There was a sudden and complete gap in the trees ahead of them, and Artag bent course. As he continued to speak, Dante saw why he'd changed direction: there were no trees there because "there" was a huge chasm. It whistled lowly to them and the wind that rose from it carried a smell of life that lived beyond the reach of the sun's light.
"The vileness of these creatures is what keeps outsiders away from Bagrad," Artag went on. "Otherwise, they would be drawn to try to claim the Fountain of Iron for themselves. It has happened many times before. But every time, the Pursuer opens a new portal, and the wretched hell-hordes drive the invaders away."
Dante gripped his temples. "And drives your people into a hole in the ground for the rest of eternity?"
"That is what we Cleansers are for. After the horde has overtaken the land, we scour the monsters from it, acre by acre and year by year, until at last it is safe for the people to live under the sky again. As a result, most generations know only the undertunnels, it is true. But that is simply how things must be."
"All that just to keep yourselves in control of the Fountain?"
"We do not control it. We serve it. And it is the greatest honor to do so."
"Far be it for me to question it, then. But I've been to more places than most and I have to say this system feels a little…unnatural."

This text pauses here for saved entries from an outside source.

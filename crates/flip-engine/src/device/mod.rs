//! GPU device + surface management.
//!
//! This module is responsible for:
//! - creating the wgpu Instance/Adapter/Device/Queue
//! - creating & configuring the Surface (swapchain)
//! - acquiring frames and mapping surface errors to recovery actions
//!
//! Draw recording lives one level up, in `gfx::WgpuGfx`, which owns a `Gpu`.

mod context;
mod error;
mod frame;
mod init;
mod surface;

pub use context::Gpu;
pub use error::{SurfaceErrorAction, ValidationErrors};
pub use frame::GpuFrame;
pub use init::GpuInit;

Artag swung his head about, lifting one eyebrow. "The Fountain is not just some piece of land, or an old monument built by men of another age. It is a god, and it is among us. There could be nothing more natural than our love for it. You suggest we put ourselves through unnecessary strife and danger, but there must be just as much strife in your own country, or else you would have had no need to make yourself capable of such heights of murder as you have proven capable of." He lifted his arm, displaying the bracer and the blade that extended from it, which Dante abruptly understood was a claw. "Why, even the arms and armor we use are taken from the very creatures we cull! Thus the more that we cull, the stronger we get! Our ways are strange to you, but that is because you are strangers: each layer of who we are and what we do is in perfect harmony."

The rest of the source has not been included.